Task statement: Look through the data below and, wherever a line carries the word "TreeLimits", please copy that line.

Data excerpts:
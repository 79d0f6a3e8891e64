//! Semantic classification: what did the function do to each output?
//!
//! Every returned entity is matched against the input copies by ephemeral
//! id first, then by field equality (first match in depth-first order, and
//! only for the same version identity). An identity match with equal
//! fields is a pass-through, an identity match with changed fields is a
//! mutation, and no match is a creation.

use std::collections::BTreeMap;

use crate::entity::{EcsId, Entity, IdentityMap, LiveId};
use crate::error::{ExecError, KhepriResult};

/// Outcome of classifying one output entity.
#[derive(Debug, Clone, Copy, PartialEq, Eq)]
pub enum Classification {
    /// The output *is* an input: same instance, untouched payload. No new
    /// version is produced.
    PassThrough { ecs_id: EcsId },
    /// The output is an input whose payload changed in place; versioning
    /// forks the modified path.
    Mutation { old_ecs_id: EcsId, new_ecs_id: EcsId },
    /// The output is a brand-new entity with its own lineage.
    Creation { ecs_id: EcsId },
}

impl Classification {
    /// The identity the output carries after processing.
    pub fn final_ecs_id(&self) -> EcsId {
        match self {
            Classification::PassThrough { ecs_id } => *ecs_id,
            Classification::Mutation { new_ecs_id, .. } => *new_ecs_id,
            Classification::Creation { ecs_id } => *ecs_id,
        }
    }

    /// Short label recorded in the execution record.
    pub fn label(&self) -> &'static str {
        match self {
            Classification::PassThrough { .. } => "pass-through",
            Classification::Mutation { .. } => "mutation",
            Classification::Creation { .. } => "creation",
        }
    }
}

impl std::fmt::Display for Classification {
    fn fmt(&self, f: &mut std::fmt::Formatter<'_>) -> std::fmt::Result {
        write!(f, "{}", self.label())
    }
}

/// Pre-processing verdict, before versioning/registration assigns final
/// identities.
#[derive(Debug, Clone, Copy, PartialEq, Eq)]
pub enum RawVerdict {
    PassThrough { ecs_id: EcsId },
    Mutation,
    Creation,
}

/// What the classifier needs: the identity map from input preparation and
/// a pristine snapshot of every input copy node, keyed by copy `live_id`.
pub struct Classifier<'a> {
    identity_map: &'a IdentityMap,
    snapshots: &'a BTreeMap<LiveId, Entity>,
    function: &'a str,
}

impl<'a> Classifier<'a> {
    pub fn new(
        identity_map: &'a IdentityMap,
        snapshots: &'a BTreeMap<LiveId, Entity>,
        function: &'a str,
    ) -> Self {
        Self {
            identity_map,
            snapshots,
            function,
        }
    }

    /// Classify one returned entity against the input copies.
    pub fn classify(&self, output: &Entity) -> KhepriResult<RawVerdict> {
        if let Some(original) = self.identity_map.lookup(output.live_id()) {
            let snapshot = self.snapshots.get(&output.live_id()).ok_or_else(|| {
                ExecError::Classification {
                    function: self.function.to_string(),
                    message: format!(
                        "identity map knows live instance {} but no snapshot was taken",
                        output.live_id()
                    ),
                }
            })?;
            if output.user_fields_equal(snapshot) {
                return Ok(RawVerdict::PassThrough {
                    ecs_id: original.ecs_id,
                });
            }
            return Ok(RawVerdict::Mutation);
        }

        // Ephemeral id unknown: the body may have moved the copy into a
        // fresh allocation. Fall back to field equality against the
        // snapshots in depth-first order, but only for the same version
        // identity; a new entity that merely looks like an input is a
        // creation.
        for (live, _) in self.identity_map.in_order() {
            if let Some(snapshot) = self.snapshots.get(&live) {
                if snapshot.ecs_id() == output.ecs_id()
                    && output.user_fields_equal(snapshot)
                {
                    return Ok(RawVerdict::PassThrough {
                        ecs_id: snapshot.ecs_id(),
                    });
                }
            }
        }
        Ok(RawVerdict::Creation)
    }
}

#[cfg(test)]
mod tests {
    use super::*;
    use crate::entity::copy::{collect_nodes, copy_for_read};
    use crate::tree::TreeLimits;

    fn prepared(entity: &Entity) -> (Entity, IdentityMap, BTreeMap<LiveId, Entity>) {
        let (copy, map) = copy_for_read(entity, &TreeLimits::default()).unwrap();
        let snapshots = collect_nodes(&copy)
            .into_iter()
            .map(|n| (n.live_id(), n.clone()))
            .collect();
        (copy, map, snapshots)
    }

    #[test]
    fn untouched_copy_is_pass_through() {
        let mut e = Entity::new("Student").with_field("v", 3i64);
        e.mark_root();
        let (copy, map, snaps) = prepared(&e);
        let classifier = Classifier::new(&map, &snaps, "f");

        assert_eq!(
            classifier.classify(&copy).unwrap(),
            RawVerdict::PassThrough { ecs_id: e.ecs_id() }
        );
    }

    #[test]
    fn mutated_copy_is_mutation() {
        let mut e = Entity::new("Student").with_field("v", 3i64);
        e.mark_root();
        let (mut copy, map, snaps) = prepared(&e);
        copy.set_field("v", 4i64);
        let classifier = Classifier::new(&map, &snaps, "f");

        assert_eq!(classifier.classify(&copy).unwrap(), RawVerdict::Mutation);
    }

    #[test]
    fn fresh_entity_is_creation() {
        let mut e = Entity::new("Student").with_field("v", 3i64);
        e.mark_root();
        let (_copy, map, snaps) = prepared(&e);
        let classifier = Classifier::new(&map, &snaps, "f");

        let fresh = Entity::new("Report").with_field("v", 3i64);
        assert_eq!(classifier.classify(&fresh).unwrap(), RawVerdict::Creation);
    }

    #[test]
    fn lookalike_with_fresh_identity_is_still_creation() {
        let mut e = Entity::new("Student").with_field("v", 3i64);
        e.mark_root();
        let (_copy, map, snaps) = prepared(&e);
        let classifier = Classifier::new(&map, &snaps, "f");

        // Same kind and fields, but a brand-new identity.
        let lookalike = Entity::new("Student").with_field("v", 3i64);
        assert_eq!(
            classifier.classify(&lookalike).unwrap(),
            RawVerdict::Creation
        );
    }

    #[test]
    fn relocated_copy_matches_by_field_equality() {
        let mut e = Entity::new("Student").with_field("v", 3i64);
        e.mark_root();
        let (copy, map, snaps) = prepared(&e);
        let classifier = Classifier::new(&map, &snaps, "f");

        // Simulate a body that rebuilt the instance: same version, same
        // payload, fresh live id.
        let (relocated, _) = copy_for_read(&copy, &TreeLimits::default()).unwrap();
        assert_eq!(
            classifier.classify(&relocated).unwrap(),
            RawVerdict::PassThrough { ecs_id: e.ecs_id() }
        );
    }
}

Exercise answer:
    use crate::tree::TreeLimits;
        let (copy, map) = copy_for_read(entity, &TreeLimits::default()).unwrap();
        let (relocated, _) = copy_for_read(&copy, &TreeLimits::default()).unwrap();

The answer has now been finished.